┌────────
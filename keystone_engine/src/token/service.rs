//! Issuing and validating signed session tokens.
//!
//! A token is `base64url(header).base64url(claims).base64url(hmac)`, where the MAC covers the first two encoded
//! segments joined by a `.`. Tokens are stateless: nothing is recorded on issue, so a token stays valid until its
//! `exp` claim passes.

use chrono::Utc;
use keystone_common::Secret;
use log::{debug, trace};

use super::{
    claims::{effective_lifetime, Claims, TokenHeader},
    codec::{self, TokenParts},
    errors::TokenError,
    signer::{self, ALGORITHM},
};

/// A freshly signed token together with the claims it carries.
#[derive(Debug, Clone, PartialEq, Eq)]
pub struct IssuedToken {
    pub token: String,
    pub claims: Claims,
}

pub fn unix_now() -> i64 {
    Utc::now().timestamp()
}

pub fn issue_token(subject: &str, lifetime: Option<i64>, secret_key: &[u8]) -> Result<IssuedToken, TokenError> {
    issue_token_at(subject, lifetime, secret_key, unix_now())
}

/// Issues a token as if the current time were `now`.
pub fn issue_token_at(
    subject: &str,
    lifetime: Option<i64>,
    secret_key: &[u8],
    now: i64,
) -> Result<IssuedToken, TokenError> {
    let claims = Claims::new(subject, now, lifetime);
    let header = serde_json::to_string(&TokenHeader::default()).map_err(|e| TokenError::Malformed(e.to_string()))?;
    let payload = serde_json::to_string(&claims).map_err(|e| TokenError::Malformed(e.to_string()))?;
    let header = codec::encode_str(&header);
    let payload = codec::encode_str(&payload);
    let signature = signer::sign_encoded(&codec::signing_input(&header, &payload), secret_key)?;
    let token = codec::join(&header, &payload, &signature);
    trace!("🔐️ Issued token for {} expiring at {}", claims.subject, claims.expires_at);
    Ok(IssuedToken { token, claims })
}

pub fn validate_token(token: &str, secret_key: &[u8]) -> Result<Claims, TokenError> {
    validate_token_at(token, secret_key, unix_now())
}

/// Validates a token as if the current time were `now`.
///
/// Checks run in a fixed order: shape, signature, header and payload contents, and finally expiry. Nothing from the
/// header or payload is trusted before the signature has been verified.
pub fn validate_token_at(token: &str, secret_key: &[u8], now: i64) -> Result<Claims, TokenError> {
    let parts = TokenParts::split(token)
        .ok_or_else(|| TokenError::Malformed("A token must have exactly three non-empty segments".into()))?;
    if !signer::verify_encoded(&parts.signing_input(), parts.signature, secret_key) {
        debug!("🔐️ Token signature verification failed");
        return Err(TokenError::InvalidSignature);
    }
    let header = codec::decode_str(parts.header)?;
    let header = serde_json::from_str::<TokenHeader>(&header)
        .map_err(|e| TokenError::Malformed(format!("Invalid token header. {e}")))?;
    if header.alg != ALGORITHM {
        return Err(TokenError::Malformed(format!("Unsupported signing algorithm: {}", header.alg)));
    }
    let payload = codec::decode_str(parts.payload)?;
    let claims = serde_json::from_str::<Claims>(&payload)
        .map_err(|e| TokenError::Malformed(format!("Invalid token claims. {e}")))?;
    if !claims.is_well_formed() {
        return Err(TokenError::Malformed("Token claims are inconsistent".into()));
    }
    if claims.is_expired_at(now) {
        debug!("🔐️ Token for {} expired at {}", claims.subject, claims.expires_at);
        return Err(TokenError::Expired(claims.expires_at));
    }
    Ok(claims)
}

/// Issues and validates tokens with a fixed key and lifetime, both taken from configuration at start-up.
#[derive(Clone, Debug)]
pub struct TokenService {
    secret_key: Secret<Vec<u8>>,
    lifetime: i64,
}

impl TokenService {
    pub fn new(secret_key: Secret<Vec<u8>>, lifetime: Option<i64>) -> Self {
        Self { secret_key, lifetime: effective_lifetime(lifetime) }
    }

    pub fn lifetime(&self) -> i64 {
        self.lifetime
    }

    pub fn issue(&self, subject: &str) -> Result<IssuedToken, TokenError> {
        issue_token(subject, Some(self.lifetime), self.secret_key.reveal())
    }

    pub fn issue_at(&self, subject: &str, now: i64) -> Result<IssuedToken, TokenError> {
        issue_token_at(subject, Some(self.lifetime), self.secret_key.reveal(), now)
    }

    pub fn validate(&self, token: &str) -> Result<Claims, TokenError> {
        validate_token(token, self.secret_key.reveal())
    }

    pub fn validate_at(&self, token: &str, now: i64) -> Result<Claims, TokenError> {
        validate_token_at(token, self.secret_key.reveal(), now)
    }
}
└────────
Could you quote the material above in full, exactly as it stands?

filename keystone_engine/src/token/service.rs
//! Issuing and validating signed session tokens.
//!
//! A token is `base64url(header).base64url(claims).base64url(hmac)`, where the MAC covers the first two encoded
//! segments joined by a `.`. Tokens are stateless: nothing is recorded on issue, so a token stays valid until its
//! `exp` claim passes.

use chrono::Utc;
use keystone_common::Secret;
use log::{debug, trace};

use super::{
    claims::{effective_lifetime, Claims, TokenHeader},
    codec::{self, TokenParts},
    errors::TokenError,
    signer::{self, ALGORITHM},
};

/// A freshly signed token together with the claims it carries.
#[derive(Debug, Clone, PartialEq, Eq)]
pub struct IssuedToken {
    pub token: String,
    pub claims: Claims,
}

pub fn unix_now() -> i64 {
    Utc::now().timestamp()
}

pub fn issue_token(subject: &str, lifetime: Option<i64>, secret_key: &[u8]) -> Result<IssuedToken, TokenError> {
    issue_token_at(subject, lifetime, secret_key, unix_now())
}

/// Issues a token as if the current time were `now`.
pub fn issue_token_at(
    subject: &str,
    lifetime: Option<i64>,
    secret_key: &[u8],
    now: i64,
) -> Result<IssuedToken, TokenError> {
    let claims = Claims::new(subject, now, lifetime);
    let header = serde_json::to_string(&TokenHeader::default()).map_err(|e| TokenError::Malformed(e.to_string()))?;
    let payload = serde_json::to_string(&claims).map_err(|e| TokenError::Malformed(e.to_string()))?;
    let header = codec::encode_str(&header);
    let payload = codec::encode_str(&payload);
    let signature = signer::sign_encoded(&codec::signing_input(&header, &payload), secret_key)?;
    let token = codec::join(&header, &payload, &signature);
    trace!("🔐️ Issued token for {} expiring at {}", claims.subject, claims.expires_at);
    Ok(IssuedToken { token, claims })
}

pub fn validate_token(token: &str, secret_key: &[u8]) -> Result<Claims, TokenError> {
    validate_token_at(token, secret_key, unix_now())
}

/// Validates a token as if the current time were `now`.
///
/// Checks run in a fixed order: shape, signature, header and payload contents, and finally expiry. Nothing from the
/// header or payload is trusted before the signature has been verified.
pub fn validate_token_at(token: &str, secret_key: &[u8], now: i64) -> Result<Claims, TokenError> {
    let parts = TokenParts::split(token)
        .ok_or_else(|| TokenError::Malformed("A token must have exactly three non-empty segments".into()))?;
    if !signer::verify_encoded(&parts.signing_input(), parts.signature, secret_key) {
        debug!("🔐️ Token signature verification failed");
        return Err(TokenError::InvalidSignature);
    }
    let header = codec::decode_str(parts.header)?;
    let header = serde_json::from_str::<TokenHeader>(&header)
        .map_err(|e| TokenError::Malformed(format!("Invalid token header. {e}")))?;
    if header.alg != ALGORITHM {
        return Err(TokenError::Malformed(format!("Unsupported signing algorithm: {}", header.alg)));
    }
    let payload = codec::decode_str(parts.payload)?;
    let claims = serde_json::from_str::<Claims>(&payload)
        .map_err(|e| TokenError::Malformed(format!("Invalid token claims. {e}")))?;
    if !claims.is_well_formed() {
        return Err(TokenError::Malformed("Token claims are inconsistent".into()));
    }
    if claims.is_expired_at(now) {
        debug!("🔐️ Token for {} expired at {}", claims.subject, claims.expires_at);
        return Err(TokenError::Expired(claims.expires_at));
    }
    Ok(claims)
}

/// Issues and validates tokens with a fixed key and lifetime, both taken from configuration at start-up.
#[derive(Clone, Debug)]
pub struct TokenService {
    secret_key: Secret<Vec<u8>>,
    lifetime: i64,
}

impl TokenService {
    pub fn new(secret_key: Secret<Vec<u8>>, lifetime: Option<i64>) -> Self {
        Self { secret_key, lifetime: effective_lifetime(lifetime) }
    }

    pub fn lifetime(&self) -> i64 {
        self.lifetime
    }

    pub fn issue(&self, subject: &str) -> Result<IssuedToken, TokenError> {
        issue_token(subject, Some(self.lifetime), self.secret_key.reveal())
    }

    pub fn issue_at(&self, subject: &str, now: i64) -> Result<IssuedToken, TokenError> {
        issue_token_at(subject, Some(self.lifetime), self.secret_key.reveal(), now)
    }

    pub fn validate(&self, token: &str) -> Result<Claims, TokenError> {
        validate_token(token, self.secret_key.reveal())
    }

    pub fn validate_at(&self, token: &str, now: i64) -> Result<Claims, TokenError> {
        validate_token_at(token, self.secret_key.reveal(), now)
    }
}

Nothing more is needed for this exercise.